The Specificity approach is based on the idea that more specific user interests are more useful than generic interests for the purpose of user profiling and result in more accurate recommendations (Cheekula 2016). For example, based on Wikipedia category hierarchy, we can infer that Category:Hip_hop_production is more specific than Category:Music. As a result, estimating that a given user is interested in Category:Hip_hop_production yields fewer results and is hence more accurate in the prediction/recommendation step compared to Category:Music, as it may be too generic and add more noise in the recommendation results. Thus, we incorporate the specificity of each category in the hierarchy as a parameter in the spreading activation function by penalizing the activation value with respect to the specificity of a category c. The formulation of this spreading function is as follows:

$$\begin{aligned} av(c_i) & = {} av(c_i) + av(c_j) \times S(c_i) \end{aligned}$$
(6)
$$\begin{aligned} S(c_i)= & {} 1-\frac{log(|successor(c_i)|+1)}{log N} \end{aligned}$$
(7)

where S(c) measures the specificity of a category node as the ratio of the number of nodes subsumed by a category to the total number of nodes in the Hierarchy. The function successor(c) returns all successors of the category node c in the Wikipedia category hierarchy and N denotes the number of all categories in the hierarchy.

The Priority approach is based on the idea that different super-categories of a category have varying levels of importance as related to the category and as a result they should not be given equal priority during the propagation step (Cheekula 2016). In other words, the activation value of a category should not spread equally to all its super categories. For example, Category:Hip_hop_production, Category:Vocal_music, Category:Lyrics are three super categories of Category:Rapping. However, intuitively, these categories are not equally related to Category:Rapping. As such, we prioritize super categories of a category by adding weights to the edges in the hierarchy that represent the similarity between each two categories. The formulation of this spreading function is as follows:

$$\begin{aligned} av(c_i)= & {} av(c_i) + av(c_j) \times P(c_i, c_j) \end{aligned}$$
(8)
$$\begin{aligned} P(c_i, c_j)= & {} \frac{HCE_{c_i} \cdot HCE_{c_j}}{||HCE_{c_i}||_2||HCE_{c_j}||_2} \end{aligned}$$
(9)

where \(P(c_i, c_j)\) measures the semantic similarity between two categories \(c_i\) and \(c_j\) based on the cosine similarity between their embedding vectors. \(HCE_c\) denotes the embedding vector of category c, retrieved from the embeddings of the HCE model on Wikipedia (Li et al. 2016).

At the end of this process, for each user \(u \in {\mathbb {U}}\), given her topic profiles in each time interval of the historical time periods, \(TP^1(u), \ldots , TP^L(u)\), we have built her hierarchical category profile, \(HCP^L(u)\), as defined in Definition 4. \(HCP^L(u)\) represents the high-level interests of user u and will be the input of the next section to predict how users would react to potential topics of the future.

4.2.2 Topic profile prediction

In this section, our goal is to predict future topic profile of each user over \({\mathbb {Z}}^{L+1}\).

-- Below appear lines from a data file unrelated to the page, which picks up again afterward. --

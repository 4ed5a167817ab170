//! Network admission control.
//!
//! Outbound batches pass through a per-interface-class token bucket before
//! they hit the wire. The active interface is classified from well-known
//! interface names with a short-lived cache; each class refills at a rate
//! sized for a monthly budget (Ethernet ≈ 200 GB, WLAN ≈ 2 GB, mobile
//! ≈ 200 MB). A batch that would require more than 60 seconds of token
//! accumulation is refused and the caller drops it.

use std::fs;
use std::path::PathBuf;
use std::time::{Duration, Instant};

use outpost_core::nanny::{sleep_with_heartbeat, Heartbeat};
use outpost_core::wire::Message;
use prost::Message as _;
use tracing::debug;

/// Serialization overhead factor covering HTTP and envelope framing.
const OVERHEAD_FACTOR: f64 = 1.20;

/// Longest the controller will sleep to accumulate tokens.
const MAX_SLEEP: Duration = Duration::from_secs(60);

/// How long one interface classification stays valid.
const CLASS_CACHE: Duration = Duration::from_secs(5);

/// Interface classes with distinct bandwidth budgets.
#[derive(Debug, Clone, Copy, PartialEq, Eq)]
pub enum LinkClass {
    Ethernet,
    Wlan,
    Mobile,
}

impl LinkClass {
    /// Refill rate in bytes per millisecond.
    const fn refill_rate(self) -> f64 {
        match self {
            Self::Ethernet => 100.0,
            Self::Wlan => 1.0,
            Self::Mobile => 0.1,
        }
    }

    const fn index(self) -> usize {
        match self {
            Self::Ethernet => 0,
            Self::Wlan => 1,
            Self::Mobile => 2,
        }
    }
}

/// Interface names probed for classification, most preferred first.
const KNOWN_INTERFACES: &[(&str, LinkClass)] = &[
    ("en0", LinkClass::Ethernet),
    ("em1", LinkClass::Ethernet),
    ("wlan0", LinkClass::Wlan),
];

#[derive(Debug, Clone, Copy)]
struct Bucket {
    bandwidth_left: f64,
    last_updated_ms: u64,
}

/// The outcome of charging a bucket.
#[derive(Debug, Clone, Copy, PartialEq)]
enum Charge {
    /// Tokens were available and have been deducted.
    Granted,
    /// The caller must wait this long for tokens to accumulate.
    SleepMs(u64),
}

/// Token-bucket admission controller over the three link classes.
pub struct AdmissionController {
    buckets: [Bucket; 3],
    cached_class: Option<(LinkClass, Instant)>,
    epoch: Instant,
    sysfs_root: PathBuf,
}

impl AdmissionController {
    /// Creates a controller with empty buckets.
    #[must_use]
    pub fn new() -> Self {
        Self::with_sysfs_root(PathBuf::from("/sys/class/net"))
    }

    /// Test entry point with a relocated sysfs tree.
    #[must_use]
    pub fn with_sysfs_root(sysfs_root: PathBuf) -> Self {
        Self {
            buckets: [Bucket {
                bandwidth_left: 0.0,
                last_updated_ms: 0,
            }; 3],
            cached_class: None,
            epoch: Instant::now(),
            sysfs_root,
        }
    }

    /// Admits or refuses an outbound batch.
    ///
    /// Deducts the batch's estimated wire size when tokens suffice;
    /// otherwise sleeps until they do, refusing outright when the sleep
    /// would exceed 60 seconds.
    pub fn wait_to_send(&mut self, batch: &[Message], heartbeat: &dyn Heartbeat) -> bool {
        let estimated = estimated_bytes(batch);
        let class = self.classify(Instant::now());
        let now_ms = self.now_ms();

        match Self::charge(&mut self.buckets[class.index()], class.refill_rate(), estimated, now_ms)
        {
            Charge::Granted => true,
            Charge::SleepMs(sleep_ms) => {
                if sleep_ms > MAX_SLEEP.as_millis() as u64 {
                    debug!(estimated, ?class, sleep_ms, "batch refused by admission control");
                    return false;
                }
                sleep_with_heartbeat(Duration::from_millis(sleep_ms), heartbeat);
                let now_ms = self.now_ms();
                // After the computed sleep the bucket covers the batch;
                // deduct whatever accumulated.
                let bucket = &mut self.buckets[class.index()];
                Self::refill(bucket, class.refill_rate(), now_ms);
                bucket.bandwidth_left = (bucket.bandwidth_left - estimated).max(0.0);
                true
            }
        }
    }

    /// Classifies the active interface, caching the answer for 5 seconds.
    fn classify(&mut self, now: Instant) -> LinkClass {
        if let Some((class, at)) = self.cached_class {
            if now.duration_since(at) < CLASS_CACHE {
                return class;
            }
        }

        let mut class = LinkClass::Mobile;
        for (name, candidate) in KNOWN_INTERFACES {
            let operstate = self.sysfs_root.join(name).join("operstate");
            if let Ok(state) = fs::read_to_string(&operstate) {
                if state.trim() == "up" {
                    class = *candidate;
                    break;
                }
            }
        }

        self.cached_class = Some((class, now));
        class
    }

    fn now_ms(&self) -> u64 {
        u64::try_from(self.epoch.elapsed().as_millis()).unwrap_or(u64::MAX)
    }

    fn refill(bucket: &mut Bucket, rate: f64, now_ms: u64) {
        let elapsed = now_ms.saturating_sub(bucket.last_updated_ms);
        bucket.bandwidth_left += elapsed as f64 * rate;
        bucket.last_updated_ms = now_ms;
    }

    /// Refills and charges a bucket; pure with respect to the clock.
    fn charge(bucket: &mut Bucket, rate: f64, estimated: f64, now_ms: u64) -> Charge {
        Self::refill(bucket, rate, now_ms);
        if bucket.bandwidth_left >= estimated {
            bucket.bandwidth_left -= estimated;
            return Charge::Granted;
        }
        let shortfall = estimated - bucket.bandwidth_left;
        Charge::SleepMs((shortfall / rate).ceil() as u64)
    }
}

impl Default for AdmissionController {
    fn default() -> Self {
        Self::new()
    }
}

/// Estimated wire bytes for a batch: serialized size plus HTTP overhead.
fn estimated_bytes(batch: &[Message]) -> f64 {
    let serialized: usize = batch.iter().map(prost::Message::encoded_len).sum();
    serialized as f64 * OVERHEAD_FACTOR
}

Formally, given the hierarchical category profile of user u, \(HCP^L(u)\), and a set of unobserved topics for time interval \(L+1\), \({\mathbb {Z}}^{L+1} = \{z_1, z_2, \ldots , z_K\}\), we are interested in predicting a topic profile for user u over \({\mathbb {Z}}^{L+1}\), \(\hat{TP}^{L+1}(u) = (\hat{f_u}^{L+1}(z_1), \ldots , \hat{f_u}^{L+1}(z_K))\). We calculate \(\hat{f_u}^{L+1}(z)\) as follows:

$$\begin{aligned} \hat{f_u}^{L+1}(z) = \sum _{i=1}^{|{\mathbb {C}}|}\varPhi (z, c_i) \times g^L_u(c_i) \end{aligned}$$
(10)

where \(\varPhi (z, c)\) is a function that calculates the degree of relatedness of topic z to category \(c \in {\mathbb {C}}\) which is the output of mapping function (i.e. mapTopicsToCategories(z)) and \(g^L_u(c)\) denotes the weight of node c in \(HCP^L(u)\) which is the hierarchical category profile of user u over the L historical time intervals.

Given the hierarchical category profile of user @mary over three historical time intervals, i.e. \(HCP^3(@mary)\), and topic \(z_4\) as a potential topic in time interval \(t_4\), Fig. 4 shows the process of future interest prediction to predict the degree of interest of @mary over \(z_4\), i.e. \(\hat{f}^4_{@mary}(z_4)\). For example, by spreading the category of interest of @mary in historical time intervals \(t_1\), \(t_2\) and \(t_3\), reported in the third column of Table 1, over Wikipedia category hierachy, it can be inferred that @mary is interested in Category:American_female_singers. Therefore, when Teena Marie who is an American singer dies in time interval \(t_4\) (topic \(z_4\)), @mary might potentially be interested to follow the news related to \(z_4\), which also belongs to the category of Category:American_female_singers.

5 Experiments

In this section, we describe our experiments in terms of the dataset, setup and performance compared to the state of the art.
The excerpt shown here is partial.